Below are records; work out how many of their lines contain the word "crate" and reply with the number only.
Material to process Block Start
//! Property-based tests for threshold resolution and the entry
//! state machine.

use proptest::prelude::*;

use balafon_shared::types::{EntryId, UserId};
use rust_decimal::Decimal;

use crate::ledger::EntryStatus;
use crate::workflow::approval::ApprovalThresholdResolver;
use crate::workflow::error::WorkflowError;
use crate::workflow::service::WorkflowService;
use crate::workflow::types::{ApprovalStatus, ApprovalWorkflow, WorkflowAction};

/// Strategy for generating random entry statuses.
fn arb_status() -> impl Strategy<Value = EntryStatus> {
    prop_oneof![
        Just(EntryStatus::Draft),
        Just(EntryStatus::Submitted),
        Just(EntryStatus::Approved),
        Just(EntryStatus::Rejected),
        Just(EntryStatus::Posted),
    ]
}

/// Strategy for a decided verdict (pending is not a decision).
fn arb_verdict() -> impl Strategy<Value = ApprovalStatus> {
    prop_oneof![Just(ApprovalStatus::Approved), Just(ApprovalStatus::Rejected)]
}

/// Strategy for entry amounts spanning all threshold buckets.
fn arb_amount() -> impl Strategy<Value = Decimal> {
    (0i64..5_000_000i64).prop_map(Decimal::from)
}

/// Strategy for non-empty free text (for rejection reasons).
fn arb_reason() -> impl Strategy<Value = String> {
    "[a-zA-Z0-9 ]{1,100}".prop_map(|s| s.trim().to_string())
}

proptest! {
    #![proptest_config(ProptestConfig::with_cases(100))]

    // =========================================================================
    // Threshold resolution
    // =========================================================================

    /// Resolving the same amount twice yields the same plan.
    #[test]
    fn prop_resolver_is_pure(amount in arb_amount()) {
        let thresholds = ApprovalThresholdResolver::default_thresholds();
        let first = ApprovalThresholdResolver::required_levels(&thresholds, amount);
        let second = ApprovalThresholdResolver::required_levels(&thresholds, amount);
        prop_assert_eq!(first, second);
    }

    /// Required levels come out sorted and the highest matches the last.
    #[test]
    fn prop_levels_sorted_and_highest_is_max(amount in arb_amount()) {
        let thresholds = ApprovalThresholdResolver::default_thresholds();
        let plan = ApprovalThresholdResolver::required_levels(&thresholds, amount);
        prop_assert!(plan.required_levels.windows(2).all(|w| w[0] < w[1]));
        prop_assert_eq!(plan.highest_level, plan.required_levels.last().copied());
    }

    /// With the standard table, the required levels follow the amount bucket.
    #[test]
    fn prop_buckets_follow_thresholds(amount in arb_amount()) {
        let thresholds = ApprovalThresholdResolver::default_thresholds();
        let plan = ApprovalThresholdResolver::required_levels(&thresholds, amount);

        let expected: Vec<u8> = if amount <= Decimal::from(100_000_i64) {
            vec![]
        } else if amount <= Decimal::from(1_000_000_i64) {
            vec![1]
        } else {
            vec![1, 2]
        };
        prop_assert_eq!(plan.required_levels, expected);
    }

    /// The unbounded top level never appears in a plan.
    #[test]
    fn prop_unbounded_level_never_required(amount in arb_amount()) {
        let thresholds = ApprovalThresholdResolver::default_thresholds();
        let plan = ApprovalThresholdResolver::required_levels(&thresholds, amount);
        prop_assert!(!plan.required_levels.contains(&3));
    }

    /// Pending required levels block the entry-level approval.
    #[test]
    fn prop_outstanding_levels_block_approve(amount in arb_amount()) {
        let thresholds = ApprovalThresholdResolver::default_thresholds();
        let plan = ApprovalThresholdResolver::required_levels(&thresholds, amount);

        let result = WorkflowService::approve(
            EntryStatus::Submitted,
            UserId::new(),
            None,
            &plan.required_levels,
        );
        if plan.is_empty() {
            prop_assert!(result.is_ok());
        } else {
            match result {
                Err(WorkflowError::LevelsOutstanding { levels }) => {
                    prop_assert_eq!(levels, plan.required_levels);
                }
                _ => prop_assert!(false, "Expected LevelsOutstanding error"),
            }
        }
    }

    // =========================================================================
    // Entry state machine
    // =========================================================================

    /// Submit succeeds exactly from Draft and Rejected.
    #[test]
    fn prop_submit_only_from_editable(status in arb_status()) {
        let result = WorkflowService::submit(status, UserId::new());
        let editable = matches!(status, EntryStatus::Draft | EntryStatus::Rejected);
        prop_assert_eq!(result.is_ok(), editable);
        if let Ok(action) = result {
            prop_assert_eq!(action.new_status(), EntryStatus::Submitted);
        }
    }

    /// Reject keeps the caller and the reason in the audit trail.
    #[test]
    fn prop_reject_preserves_caller_and_reason(reason in arb_reason()) {
        prop_assume!(!reason.trim().is_empty());

        let user_id = UserId::new();
        let action =
            WorkflowService::reject(EntryStatus::Submitted, user_id, reason.clone()).unwrap();
        match action {
            WorkflowAction::Reject { rejected_by, rejection_reason, new_status, .. } => {
                prop_assert_eq!(rejected_by, user_id);
                prop_assert_eq!(rejection_reason, reason);
                prop_assert_eq!(new_status, EntryStatus::Rejected);
            }
            _ => prop_assert!(false, "Expected Reject action"),
        }
    }

    /// is_valid_transition agrees with the transition table.
    #[test]
    fn prop_is_valid_transition_consistency(
        from in arb_status(),
        to in arb_status()
    ) {
        let is_valid = WorkflowService::is_valid_transition(from, to);

        let expected_valid = matches!(
            (from, to),
            (EntryStatus::Draft, EntryStatus::Submitted)
                | (EntryStatus::Rejected, EntryStatus::Submitted)
                | (EntryStatus::Submitted, EntryStatus::Approved)
                | (EntryStatus::Submitted, EntryStatus::Rejected)
                | (EntryStatus::Approved, EntryStatus::Posted)
        );

        prop_assert_eq!(is_valid, expected_valid,
            "is_valid_transition({:?}, {:?}) = {}, expected {}",
            from, to, is_valid, expected_valid);
    }

    /// Deciding a level keeps its identity and records the verdict.
    #[test]
    fn prop_decide_preserves_identity(
        verdict in arb_verdict(),
        level in 1u8..=3u8
    ) {
        let record = ApprovalWorkflow::pending(EntryId::new(), level);
        let user_id = UserId::new();
        let decided = WorkflowService::decide(&record, verdict, user_id, None).unwrap();
        prop_assert_eq!(decided.id, record.id);
        prop_assert_eq!(decided.entry_id, record.entry_id);
        prop_assert_eq!(decided.level, level);
        prop_assert_eq!(decided.status, verdict);
        prop_assert_eq!(decided.decided_by, Some(user_id));
        prop_assert!(decided.decided_at.is_some());
    }

    /// A level can only be decided once.
    #[test]
    fn prop_decide_is_single_shot(
        first in arb_verdict(),
        second in arb_verdict(),
        level in 1u8..=3u8
    ) {
        let record = ApprovalWorkflow::pending(EntryId::new(), level);
        let decided = WorkflowService::decide(&record, first, UserId::new(), None).unwrap();
        let result = WorkflowService::decide(&decided, second, UserId::new(), None);
        match result {
            Err(WorkflowError::AlreadyDecided { level: reported }) => {
                prop_assert_eq!(reported, level);
            }
            _ => prop_assert!(false, "Expected AlreadyDecided error"),
        }
    }
}

// =========================================================================
// Unit tests for edge cases
// =========================================================================

#[cfg(test)]
mod edge_case_tests {
    use rust_decimal_macros::dec;

    use super::*;

    #[test]
    fn test_amount_exactly_at_each_threshold() {
        let thresholds = ApprovalThresholdResolver::default_thresholds();

        let plan = ApprovalThresholdResolver::required_levels(&thresholds, dec!(100_000));
        assert!(plan.required_levels.is_empty());

        let plan = ApprovalThresholdResolver::required_levels(&thresholds, dec!(1_000_000));
        assert_eq!(plan.required_levels, vec![1]);
    }

    #[test]
    fn test_zero_amount_requires_nothing() {
        let thresholds = ApprovalThresholdResolver::default_thresholds();
        let plan = ApprovalThresholdResolver::required_levels(&thresholds, Decimal::ZERO);
        assert!(plan.is_empty());
        assert_eq!(plan.highest_level, None);
    }

    #[test]
    fn test_posted_entry_is_terminal() {
        for to in [
            EntryStatus::Draft,
            EntryStatus::Submitted,
            EntryStatus::Approved,
            EntryStatus::Rejected,
            EntryStatus::Posted,
        ] {
            assert!(
                !WorkflowService::is_valid_transition(EntryStatus::Posted, to),
                "Posted should not transition to {to:?}"
            );
        }
    }
}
Material to process Block End
=== Written response ===
5